LISTED RECORDS »

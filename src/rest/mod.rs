//! Bybit P2P REST API client.
//!
//! A call flows through the stages in this module in order:
//! - [`canonical`] - validates parameters and builds the exact payload that gets signed
//! - [`request`] - attaches the signing headers and produces a [`SignedRequest`]
//! - [`transport`] - sends the request once over a pooled HTTP client
//! - [`response`] - turns the status and envelope into a value or a [`P2pError`](crate::P2pError)
//!
//! [`P2pClient`] ties the stages together and exposes one method per operation.

pub mod canonical;
mod client;
pub mod endpoints;
mod methods;
pub mod request;
pub mod response;
pub mod transport;

pub use canonical::FilePart;
pub use client::{P2pClient, P2pClientBuilder};
pub use endpoints::{HttpVerb, Operation};
pub use request::SignedRequest;
pub use response::RawResponse;
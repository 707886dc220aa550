//! One method per P2P operation.
//!
//! Each method forwards its parameters to [`P2pClient::call`] with the
//! matching catalog entry, so required-parameter checks, signing and error
//! handling are identical across operations. Successful calls return the
//! full response envelope (`retCode`, `retMsg`, `result`, ...).

use serde_json::Value;

use crate::error::P2pError;
use crate::params::Params;
use crate::rest::P2pClient;
use crate::rest::canonical::FilePart;
use crate::rest::endpoints::{account, ads, chat, orders};

impl P2pClient {
    // ========== Account ==========

    /// Get the wallet balance for an account type.
    ///
    /// Required: `accountType`. Optional: `coin`.
    ///
    /// # Example
    ///
    /// ```rust,no_run
    /// use std::sync::Arc;
    ///
    /// use bybit_p2p::Params;
    /// use bybit_p2p::auth::StaticCredentials;
    /// use bybit_p2p::rest::P2pClient;
    ///
    /// #[tokio::main]
    /// async fn main() -> Result<(), Box<dyn std::error::Error>> {
    ///     let credentials = Arc::new(StaticCredentials::new("key", "secret"));
    ///     let client = P2pClient::new(credentials);
    ///
    ///     let response = client
    ///         .get_current_balance(Params::new().with("accountType", "FUND").with("coin", "USDT"))
    ///         .await?;
    ///     println!("{}", response["result"]);
    ///     Ok(())
    /// }
    /// ```
    pub async fn get_current_balance(&self, params: Params) -> Result<Value, P2pError> {
        self.call(&account::GET_CURRENT_BALANCE, params).await
    }

    /// Get the P2P profile of the calling account.
    pub async fn get_account_information(&self) -> Result<Value, P2pError> {
        self.call(&account::GET_ACCOUNT_INFORMATION, Params::new()).await
    }

    /// Get the profile of an order's counterparty.
    ///
    /// Required: `originalUid`, `orderId`.
    pub async fn get_counterparty_info(&self, params: Params) -> Result<Value, P2pError> {
        self.call(&account::GET_COUNTERPARTY_INFO, params).await
    }

    /// List the payment methods configured on the account.
    pub async fn get_user_payment_types(&self) -> Result<Value, P2pError> {
        self.call(&account::GET_USER_PAYMENT_TYPES, Params::new()).await
    }

    // ========== Advertisements ==========

    /// List public advertisements for a market.
    ///
    /// Required: `tokenId`, `currencyId`, `side`.
    pub async fn get_online_ads(&self, params: Params) -> Result<Value, P2pError> {
        self.call(&ads::GET_ONLINE_ADS, params).await
    }

    /// Publish a new advertisement.
    pub async fn post_new_ad(&self, params: Params) -> Result<Value, P2pError> {
        self.call(&ads::POST_NEW_AD, params).await
    }

    /// Take an advertisement offline.
    ///
    /// Required: `itemId`.
    pub async fn remove_ad(&self, params: Params) -> Result<Value, P2pError> {
        self.call(&ads::REMOVE_AD, params).await
    }

    /// Modify, or reactivate, an advertisement.
    ///
    /// `actionType` is `MODIFY` or `ACTIVE`.
    pub async fn update_ad(&self, params: Params) -> Result<Value, P2pError> {
        self.call(&ads::UPDATE_AD, params).await
    }

    /// List the caller's own advertisements.
    ///
    /// All filters are optional.
    pub async fn get_ads_list(&self, params: Params) -> Result<Value, P2pError> {
        self.call(&ads::GET_ADS_LIST, params).await
    }

    /// Get one advertisement.
    ///
    /// Required: `itemId`.
    pub async fn get_ad_details(&self, params: Params) -> Result<Value, P2pError> {
        self.call(&ads::GET_AD_DETAILS, params).await
    }

    // ========== Orders ==========

    /// List orders.
    ///
    /// Required: `page`, `size`. Optional filters: `status`, `beginTime`,
    /// `endTime`, `tokenId`, `side`.
    pub async fn get_orders(&self, params: Params) -> Result<Value, P2pError> {
        self.call(&orders::GET_ORDERS, params).await
    }

    /// Get one order.
    ///
    /// Required: `orderId`.
    pub async fn get_order_details(&self, params: Params) -> Result<Value, P2pError> {
        self.call(&orders::GET_ORDER_DETAILS, params).await
    }

    /// List orders awaiting action.
    ///
    /// Required: `page`, `size`.
    pub async fn get_pending_orders(&self, params: Params) -> Result<Value, P2pError> {
        self.call(&orders::GET_PENDING_ORDERS, params).await
    }

    /// Mark an order as paid.
    ///
    /// Required: `orderId`, `paymentType`, `paymentId`.
    pub async fn mark_as_paid(&self, params: Params) -> Result<Value, P2pError> {
        self.call(&orders::MARK_AS_PAID, params).await
    }

    /// Release the digital asset to the buyer.
    ///
    /// Required: `orderId`.
    pub async fn release_assets(&self, params: Params) -> Result<Value, P2pError> {
        self.call(&orders::RELEASE_ASSETS, params).await
    }

    // ========== Chat ==========

    /// Send a chat message on an order.
    ///
    /// Required: `message`, `contentType`, `orderId`. `msgUuid` is optional.
    pub async fn send_chat_message(&self, params: Params) -> Result<Value, P2pError> {
        self.call(&chat::SEND_CHAT_MESSAGE, params).await
    }

    /// Upload a chat attachment from disk.
    ///
    /// Required: `upload_file`, the path of the file. The returned URL can be
    /// sent with [`send_chat_message`](Self::send_chat_message).
    pub async fn upload_chat_file(&self, params: Params) -> Result<Value, P2pError> {
        self.call(&chat::UPLOAD_CHAT_FILE, params).await
    }

    /// Upload a chat attachment held in memory.
    pub async fn upload_chat_file_bytes(
        &self,
        filename: impl Into<String>,
        data: Vec<u8>,
    ) -> Result<Value, P2pError> {
        self.call_with_file(&chat::UPLOAD_CHAT_FILE, FilePart::new(filename, data)).await
    }

    /// Get the chat history of an order.
    ///
    /// Required: `orderId`, `size`. `currentPage` is optional.
    pub async fn get_chat_messages(&self, params: Params) -> Result<Value, P2pError> {
        self.call(&chat::GET_CHAT_MESSAGES, params).await
    }
}
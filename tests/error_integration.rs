use std::sync::Arc;
use std::time::Duration;

use serde_json::json;
use tracing_subscriber::EnvFilter;
use wiremock::matchers::{method, path};
use wiremock::{Mock, MockServer, ResponseTemplate};

use bybit_p2p::auth::{FixedTimestamp, StaticCredentials};
use bybit_p2p::error::error_codes;
use bybit_p2p::rest::P2pClient;
use bybit_p2p::rest::response::{FORBIDDEN_MESSAGE, UNAUTHORIZED_MESSAGE};
use bybit_p2p::{P2pError, Params};

const TIMESTAMP: u64 = 1_700_000_000_000;

fn init_tracing() {
    let _ = tracing_subscriber::fmt()
        .with_env_filter(EnvFilter::from_default_env())
        .with_test_writer()
        .try_init();
}

fn build_client(base_url: impl Into<String>) -> P2pClient {
    init_tracing();
    let credentials = Arc::new(StaticCredentials::new("test-key", "test-secret"));
    P2pClient::builder()
        .base_url(base_url)
        .credentials(credentials)
        .timestamp_provider(Arc::new(FixedTimestamp(TIMESTAMP)))
        .build()
}

async fn mount_details(server: &MockServer, response: ResponseTemplate) {
    Mock::given(method("POST"))
        .and(path("/v5/p2p/order/info"))
        .respond_with(response)
        .expect(1)
        .mount(server)
        .await;
}

fn order_details() -> Params {
    Params::new().with("orderId", "1890")
}

#[tokio::test]
async fn test_forbidden_status() {
    let server = MockServer::start().await;
    mount_details(&server, ResponseTemplate::new(403).set_body_string("forbidden")).await;

    let client = build_client(server.uri());
    let err = client.get_order_details(order_details()).await.unwrap_err();

    match err {
        P2pError::HttpStatus {
            status,
            message,
            context,
            ..
        } => {
            assert_eq!(status, 403);
            assert_eq!(message, FORBIDDEN_MESSAGE);
            assert_eq!(context.target, format!("{}/v5/p2p/order/info", server.uri()));
            assert_eq!(context.payload, r#"{"orderId":"1890"}"#);
            assert_eq!(context.timestamp, TIMESTAMP);
        }
        other => panic!("unexpected error: {other:?}"),
    }
}

#[tokio::test]
async fn test_unauthorized_status() {
    let server = MockServer::start().await;
    mount_details(&server, ResponseTemplate::new(401)).await;

    let client = build_client(server.uri());
    let err = client.get_order_details(order_details()).await.unwrap_err();

    match err {
        P2pError::HttpStatus { status, message, .. } => {
            assert_eq!(status, 401);
            assert_eq!(message, UNAUTHORIZED_MESSAGE);
        }
        other => panic!("unexpected error: {other:?}"),
    }
}

#[tokio::test]
async fn test_other_status_is_reported_with_code() {
    let server = MockServer::start().await;
    let body = json!({"retCode": 0, "retMsg": "OK", "result": {}});
    mount_details(&server, ResponseTemplate::new(502).set_body_json(body)).await;

    let client = build_client(server.uri());
    let err = client.get_order_details(order_details()).await.unwrap_err();

    assert_eq!(err.status(), Some(502));
    assert!(err.to_string().contains("HTTP status code is: 502, expected: 200"));
}

#[tokio::test]
async fn test_application_error_on_200() {
    let server = MockServer::start().await;
    let body = json!({
        "retCode": 10004,
        "retMsg": "error sign!",
        "result": {},
        "time": 1700000000000u64
    });
    mount_details(&server, ResponseTemplate::new(200).set_body_json(body)).await;

    let client = build_client(server.uri());
    let err = client.get_order_details(order_details()).await.unwrap_err();

    let api_error = err.api_error().unwrap();
    assert_eq!(api_error.code, error_codes::INVALID_SIGNATURE);
    assert_eq!(api_error.message, "error sign!");
    assert!(api_error.is_invalid_signature());
    assert!(err.to_string().starts_with("error sign! (ErrCode: 10004)"));
    assert_eq!(err.context().unwrap().timestamp, TIMESTAMP);
}

#[tokio::test]
async fn test_legacy_envelope_error() {
    let server = MockServer::start().await;
    let body = json!({"ret_code": 10006, "ret_msg": "Too many visits!"});
    mount_details(&server, ResponseTemplate::new(200).set_body_json(body)).await;

    let client = build_client(server.uri());
    let err = client.get_order_details(order_details()).await.unwrap_err();

    assert!(err.api_error().unwrap().is_rate_limit());
}

#[tokio::test]
async fn test_malformed_body() {
    let server = MockServer::start().await;
    mount_details(
        &server,
        ResponseTemplate::new(200).set_body_string("<html>Bad gateway</html>"),
    )
    .await;

    let client = build_client(server.uri());
    let err = client.get_order_details(order_details()).await.unwrap_err();

    match err {
        P2pError::Decode { status, body, .. } => {
            assert_eq!(status, 200);
            assert_eq!(body, "<html>Bad gateway</html>");
        }
        other => panic!("unexpected error: {other:?}"),
    }
}

#[tokio::test]
async fn test_connection_refused_is_network_error() {
    let listener = std::net::TcpListener::bind("127.0.0.1:0").unwrap();
    let address = listener.local_addr().unwrap();
    drop(listener);

    let client = build_client(format!("http://{address}"));
    let err = client.get_order_details(order_details()).await.unwrap_err();

    assert!(err.is_network());
    let context = err.context().unwrap();
    assert_eq!(context.target, format!("http://{address}/v5/p2p/order/info"));
    assert_eq!(context.payload, r#"{"orderId":"1890"}"#);
}

#[tokio::test]
async fn test_timeout_is_network_error() {
    let server = MockServer::start().await;
    let body = json!({"retCode": 0, "retMsg": "OK", "result": {}});
    mount_details(
        &server,
        ResponseTemplate::new(200)
            .set_body_json(body)
            .set_delay(Duration::from_secs(2)),
    )
    .await;

    let client = P2pClient::builder()
        .base_url(server.uri())
        .credentials(Arc::new(StaticCredentials::new("test-key", "test-secret")))
        .timeout(Duration::from_millis(100))
        .build();
    let err = client.get_order_details(order_details()).await.unwrap_err();

    assert!(err.is_network());
}

#[tokio::test]
async fn test_invalid_integer_parameter_is_rejected_locally() {
    let server = MockServer::start().await;
    Mock::given(method("POST"))
        .respond_with(ResponseTemplate::new(200))
        .expect(0)
        .mount(&server)
        .await;

    let client = build_client(server.uri());
    let err = client
        .get_ads_list(Params::new().with("positionIdx", "first"))
        .await
        .unwrap_err();

    assert!(
        matches!(err, P2pError::InvalidParameter { ref name, .. } if name == "positionIdx")
    );
}

#[tokio::test]
async fn test_missing_upload_file_is_reported() {
    let client = build_client("http://127.0.0.1:9");
    let dir = tempfile::tempdir().unwrap();
    let missing = dir.path().join("nope.png").to_string_lossy().into_owned();

    let err = client
        .upload_chat_file(Params::new().with("upload_file", missing))
        .await
        .unwrap_err();

    assert!(matches!(err, P2pError::Io(_)));
}

#[tokio::test]
async fn test_fragment_marker_in_query_is_rejected_locally() {
    let server = MockServer::start().await;
    Mock::given(method("GET"))
        .respond_with(ResponseTemplate::new(200))
        .expect(0)
        .mount(&server)
        .await;

    let client = build_client(server.uri());
    let err = client
        .get_current_balance(Params::new().with("accountType", "FUND").with("coin", "a#b c"))
        .await
        .unwrap_err();

    assert!(matches!(err, P2pError::InvalidParameter { ref name, .. } if name == "coin"));
}
//! Error types for the Bybit P2P client library.

use reqwest::header::HeaderMap;
use thiserror::Error;
use time::OffsetDateTime;
use time::macros::format_description;

/// The main error type for all P2P client operations.
#[derive(Error, Debug)]
pub enum P2pError {
    /// One or more required parameters were not supplied.
    ///
    /// Raised before any signing or network work happens.
    #[error("Missing required parameters for {path}: {}", missing.join(", "))]
    MissingParameter {
        /// Path of the operation that was called
        path: &'static str,
        /// Every required name absent from the caller's parameters
        missing: Vec<&'static str>,
    },

    /// A parameter value could not be coerced to the type the API expects.
    #[error("Invalid value for parameter '{name}': {reason}")]
    InvalidParameter {
        /// Parameter name
        name: String,
        /// Why the value was rejected
        reason: String,
    },

    /// Connection, TLS or timeout failure, surfaced as reported by the transport.
    #[error("HTTP request to {} failed: {source}", context.target)]
    Network {
        /// The request that was attempted
        context: Box<RequestContext>,
        /// The underlying transport error
        #[source]
        source: reqwest_middleware::Error,
    },

    /// The server answered with a status other than 200.
    #[error("{message} (HTTP {status}, request: {context})")]
    HttpStatus {
        /// HTTP status code
        status: u16,
        /// Human-readable classification of the status
        message: String,
        /// The request that was attempted
        context: Box<RequestContext>,
        /// Response headers
        headers: HeaderMap,
    },

    /// The server answered 200 but the body was not a valid response envelope.
    #[error("Could not decode JSON (HTTP {status}): {reason}")]
    Decode {
        /// HTTP status code
        status: u16,
        /// Decoder error message
        reason: String,
        /// Raw response body, lossily decoded as UTF-8
        body: String,
        /// The request that was attempted
        context: Box<RequestContext>,
    },

    /// The server answered 200 with a non-zero `retCode`.
    #[error("{error} (request: {context})")]
    Api {
        /// Code and message reported by the API
        error: ApiError,
        /// The request that was attempted
        context: Box<RequestContext>,
        /// Response headers
        headers: HeaderMap,
    },

    /// No credentials were configured on the client
    #[error("Missing credentials: API key and secret required for signed endpoints")]
    MissingCredentials,

    /// Key material could not be loaded or signing failed
    #[error("Authentication error: {0}")]
    Auth(String),

    /// Client or credential configuration is incomplete
    #[error("Configuration error: {0}")]
    Config(String),

    /// Reading an upload file failed
    #[error("I/O error: {0}")]
    Io(#[from] std::io::Error),

    /// JSON serialization error
    #[error("JSON error: {0}")]
    Json(#[from] serde_json::Error),

    /// URL parsing error
    #[error("URL parsing error: {0}")]
    Url(#[from] url::ParseError),
}

impl P2pError {
    /// The HTTP status for status and decode failures, or the API code for
    /// application errors.
    pub fn status(&self) -> Option<i64> {
        match self {
            P2pError::HttpStatus { status, .. } | P2pError::Decode { status, .. } => {
                Some(i64::from(*status))
            }
            P2pError::Api { error, .. } => Some(error.code),
            _ => None,
        }
    }

    /// The request context attached to failures that happened after dispatch.
    pub fn context(&self) -> Option<&RequestContext> {
        match self {
            P2pError::Network { context, .. }
            | P2pError::HttpStatus { context, .. }
            | P2pError::Decode { context, .. }
            | P2pError::Api { context, .. } => Some(context),
            _ => None,
        }
    }

    /// The application error, if the API rejected the call.
    pub fn api_error(&self) -> Option<&ApiError> {
        match self {
            P2pError::Api { error, .. } => Some(error),
            _ => None,
        }
    }

    /// Check if this is a transport-level failure.
    pub fn is_network(&self) -> bool {
        matches!(self, P2pError::Network { .. })
    }
}

/// Everything needed to reproduce a failed call.
#[derive(Debug, Clone, PartialEq, Eq)]
pub struct RequestContext {
    /// Absolute URL of the endpoint, without the query string
    pub target: String,
    /// The canonical payload that was signed
    pub payload: String,
    /// Millisecond timestamp sent in `X-BAPI-TIMESTAMP`
    pub timestamp: u64,
    /// UTC wall-clock time at which the failure was observed
    pub observed_at: OffsetDateTime,
}

impl RequestContext {
    /// Create a context stamped with the current UTC time.
    pub fn new(target: impl Into<String>, payload: impl Into<String>, timestamp: u64) -> Self {
        Self {
            target: target.into(),
            payload: payload.into(),
            timestamp,
            observed_at: OffsetDateTime::now_utc(),
        }
    }
}

impl std::fmt::Display for RequestContext {
    fn fmt(&self, f: &mut std::fmt::Formatter<'_>) -> std::fmt::Result {
        let clock = self
            .observed_at
            .format(format_description!("[hour]:[minute]:[second]"))
            .unwrap_or_default();
        write!(
            f,
            "{}: {} (timestamp {}, at {} UTC)",
            self.target, self.payload, self.timestamp, clock
        )
    }
}

/// Application-level error returned in the response envelope.
#[derive(Debug, Clone, PartialEq, Eq)]
pub struct ApiError {
    /// The `retCode` / `ret_code` value
    pub code: i64,
    /// The `retMsg` / `ret_msg` value
    pub message: String,
}

impl std::fmt::Display for ApiError {
    fn fmt(&self, f: &mut std::fmt::Formatter<'_>) -> std::fmt::Result {
        write!(f, "{} (ErrCode: {})", self.message, self.code)
    }
}

impl ApiError {
    /// Create a new API error from code and message.
    pub fn new(code: i64, message: impl Into<String>) -> Self {
        Self {
            code,
            message: message.into(),
        }
    }

    /// Check if the request parameters were rejected.
    pub fn is_params_error(&self) -> bool {
        self.code == error_codes::PARAMS_ERROR
    }

    /// Check if the timestamp fell outside the receive window.
    pub fn is_timestamp_expired(&self) -> bool {
        self.code == error_codes::TIMESTAMP_EXPIRED
    }

    /// Check if the API key was rejected.
    pub fn is_invalid_api_key(&self) -> bool {
        self.code == error_codes::INVALID_API_KEY
    }

    /// Check if the signature did not match.
    pub fn is_invalid_signature(&self) -> bool {
        self.code == error_codes::INVALID_SIGNATURE
    }

    /// Check if the key lacks permission for the endpoint.
    pub fn is_permission_denied(&self) -> bool {
        self.code == error_codes::PERMISSION_DENIED
    }

    /// Check if this is a rate limit error.
    pub fn is_rate_limit(&self) -> bool {
        self.code == error_codes::TOO_MANY_VISITS
    }

    /// Check if the calling IP is not bound to the API key.
    pub fn is_ip_not_allowed(&self) -> bool {
        self.code == error_codes::UNMATCHED_IP
    }
}

/// Known Bybit `retCode` values for pattern matching.
pub mod error_codes {
    /// Request parameter error
    pub const PARAMS_ERROR: i64 = 10001;
    /// Request time exceeds the receive window
    pub const TIMESTAMP_EXPIRED: i64 = 10002;
    /// API key is invalid, or belongs to the other environment
    pub const INVALID_API_KEY: i64 = 10003;
    /// Signature error
    pub const INVALID_SIGNATURE: i64 = 10004;
    /// Permission denied
    pub const PERMISSION_DENIED: i64 = 10005;
    /// Too many visits
    pub const TOO_MANY_VISITS: i64 = 10006;
    /// Unmatched IP
    pub const UNMATCHED_IP: i64 = 10010;
}
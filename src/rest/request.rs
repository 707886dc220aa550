//! Assembly of signed, transport-ready requests.

use reqwest::Method;
use reqwest::header::{CONTENT_TYPE, HeaderMap, HeaderName, HeaderValue};
use url::Url;

use crate::error::{P2pError, RequestContext};
use crate::rest::canonical::CanonicalPayload;
use crate::rest::endpoints::Operation;

/// `X-BAPI-API-KEY`: the public API key.
pub const X_BAPI_API_KEY: HeaderName = HeaderName::from_static("x-bapi-api-key");
/// `X-BAPI-SIGN`: the request signature.
pub const X_BAPI_SIGN: HeaderName = HeaderName::from_static("x-bapi-sign");
/// `X-BAPI-SIGN-TYPE`: signature scheme version.
pub const X_BAPI_SIGN_TYPE: HeaderName = HeaderName::from_static("x-bapi-sign-type");
/// `X-BAPI-TIMESTAMP`: the signed millisecond timestamp.
pub const X_BAPI_TIMESTAMP: HeaderName = HeaderName::from_static("x-bapi-timestamp");
/// `X-BAPI-RECV-WINDOW`: how long after the timestamp the server accepts the request.
pub const X_BAPI_RECV_WINDOW: HeaderName = HeaderName::from_static("x-bapi-recv-window");

/// Value of `X-BAPI-SIGN-TYPE`.
pub const SIGN_TYPE_V2: &str = "2";

/// Authentication values for one request.
#[derive(Debug, Clone, PartialEq, Eq)]
pub struct AuthHeaders<'a> {
    /// Public API key
    pub api_key: &'a str,
    /// Signature over the canonical payload
    pub signature: String,
    /// Timestamp folded into the signature
    pub timestamp: u64,
    /// Receive window folded into the signature
    pub recv_window: u64,
}

/// A request ready to hand to the transport.
#[derive(Debug, Clone)]
pub struct SignedRequest {
    /// Wire method; always POST for file uploads
    pub method: Method,
    /// Absolute URL, including the query string for GET
    pub url: Url,
    /// Signing headers and content type
    pub headers: HeaderMap,
    /// Body for POST and file uploads
    pub body: Option<Vec<u8>>,
    target: String,
    payload: String,
    timestamp: u64,
}

impl SignedRequest {
    /// Endpoint URL without the query string.
    pub fn target(&self) -> &str {
        &self.target
    }

    /// Timestamp sent with the request.
    pub fn timestamp(&self) -> u64 {
        self.timestamp
    }

    /// Reproduction details for error reports.
    pub fn context(&self) -> RequestContext {
        RequestContext::new(self.target.clone(), self.payload.clone(), self.timestamp)
    }
}

fn header_value(name: &HeaderName, value: &str) -> Result<HeaderValue, P2pError> {
    HeaderValue::from_str(value)
        .map_err(|_| P2pError::Config(format!("Invalid value for header {name}")))
}

/// Build the signing headers.
pub fn signing_headers(auth: &AuthHeaders<'_>, content_type: &str) -> Result<HeaderMap, P2pError> {
    let mut headers = HeaderMap::new();
    headers.insert(X_BAPI_API_KEY, header_value(&X_BAPI_API_KEY, auth.api_key)?);
    headers.insert(X_BAPI_SIGN, header_value(&X_BAPI_SIGN, &auth.signature)?);
    headers.insert(X_BAPI_SIGN_TYPE, HeaderValue::from_static(SIGN_TYPE_V2));
    headers.insert(X_BAPI_TIMESTAMP, HeaderValue::from(auth.timestamp));
    headers.insert(X_BAPI_RECV_WINDOW, HeaderValue::from(auth.recv_window));
    headers.insert(CONTENT_TYPE, header_value(&CONTENT_TYPE, content_type)?);
    Ok(headers)
}

/// Build a transport-ready request.
///
/// GET payloads become the query string when non-empty; POST and file
/// payloads become the body.
pub fn build_request(
    base_url: &str,
    operation: &Operation,
    payload: CanonicalPayload,
    auth: &AuthHeaders<'_>,
) -> Result<SignedRequest, P2pError> {
    let target = format!("{}{}", base_url.trim_end_matches('/'), operation.path);
    let headers = signing_headers(auth, &payload.content_type())?;
    let description = payload.describe();

    let (url, body) = match payload {
        CanonicalPayload::Query(query) if query.is_empty() => (Url::parse(&target)?, None),
        CanonicalPayload::Query(query) => (Url::parse(&format!("{target}?{query}"))?, None),
        CanonicalPayload::Json(json) => (Url::parse(&target)?, Some(json.into_bytes())),
        CanonicalPayload::Multipart(bytes) => (Url::parse(&target)?, Some(bytes)),
    };

    Ok(SignedRequest {
        method: operation.verb.wire_method(),
        url,
        headers,
        body,
        target,
        payload: description,
        timestamp: auth.timestamp,
    })
}

#[cfg(test)]
mod tests {
    use super::*;
    use crate::rest::endpoints::{account, ads, chat};

    fn auth() -> AuthHeaders<'static> {
        AuthHeaders {
            api_key: "test-key",
            signature: "abc123".to_string(),
            timestamp: 1_700_000_000_000,
            recv_window: 5000,
        }
    }

    #[test]
    fn test_get_appends_query() {
        let request = build_request(
            "https://api.bybit.com",
            &account::GET_CURRENT_BALANCE,
            CanonicalPayload::Query("accountType=FUND".to_string()),
            &auth(),
        )
        .unwrap();

        assert_eq!(request.method, Method::GET);
        assert!(request.url.as_str().ends_with("?accountType=FUND"));
        assert_eq!(request.target(), "https://api.bybit.com/v5/account/wallet-balance");
        assert!(request.body.is_none());
    }

    #[test]
    fn test_get_without_params_has_no_query() {
        let request = build_request(
            "https://api.bybit.com/",
            &account::GET_CURRENT_BALANCE,
            CanonicalPayload::Query(String::new()),
            &auth(),
        )
        .unwrap();
        assert_eq!(request.url.as_str(), "https://api.bybit.com/v5/account/wallet-balance");
        assert!(request.url.query().is_none());
    }

    #[test]
    fn test_signing_headers() {
        let request = build_request(
            "https://api.bybit.com",
            &ads::GET_AD_DETAILS,
            CanonicalPayload::Json(r#"{"itemId":"1"}"#.to_string()),
            &auth(),
        )
        .unwrap();

        let headers = &request.headers;
        assert_eq!(headers["X-BAPI-API-KEY"], "test-key");
        assert_eq!(headers["X-BAPI-SIGN"], "abc123");
        assert_eq!(headers["X-BAPI-SIGN-TYPE"], "2");
        assert_eq!(headers["X-BAPI-TIMESTAMP"], "1700000000000");
        assert_eq!(headers["X-BAPI-RECV-WINDOW"], "5000");
        assert_eq!(headers[CONTENT_TYPE], "application/json");
        assert_eq!(request.method, Method::POST);
        assert_eq!(request.body.as_deref(), Some(br#"{"itemId":"1"}"#.as_slice()));
    }

    #[test]
    fn test_file_is_posted_as_multipart() {
        let request = build_request(
            "https://api.bybit.com",
            &chat::UPLOAD_CHAT_FILE,
            CanonicalPayload::Multipart(vec![1, 2, 3]),
            &auth(),
        )
        .unwrap();

        assert_eq!(request.method, Method::POST);
        assert_eq!(
            request.headers[CONTENT_TYPE],
            "multipart/form-data; boundary=boundary-for-file"
        );
        assert_eq!(request.body, Some(vec![1, 2, 3]));
        assert_eq!(request.context().payload, "<multipart 3 bytes>");
    }

    #[test]
    fn test_context_carries_reproduction_details() {
        let request = build_request(
            "https://api-testnet.bybit.com",
            &ads::REMOVE_AD,
            CanonicalPayload::Json(r#"{"itemId":"9"}"#.to_string()),
            &auth(),
        )
        .unwrap();
        let context = request.context();
        assert_eq!(context.target, "https://api-testnet.bybit.com/v5/p2p/item/cancel");
        assert_eq!(context.payload, r#"{"itemId":"9"}"#);
        assert_eq!(context.timestamp, 1_700_000_000_000);
    }

    #[test]
    fn test_rejects_unprintable_api_key() {
        let mut bad = auth();
        bad.api_key = "key\nwith-newline";
        let err = signing_headers(&bad, "application/json").unwrap_err();
        assert!(matches!(err, P2pError::Config(_)));
    }
}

WORK ORDER » Across the data above, count the lines that include the word "RequestContext", and respond with the number alone.

ANSWER SPACE » 11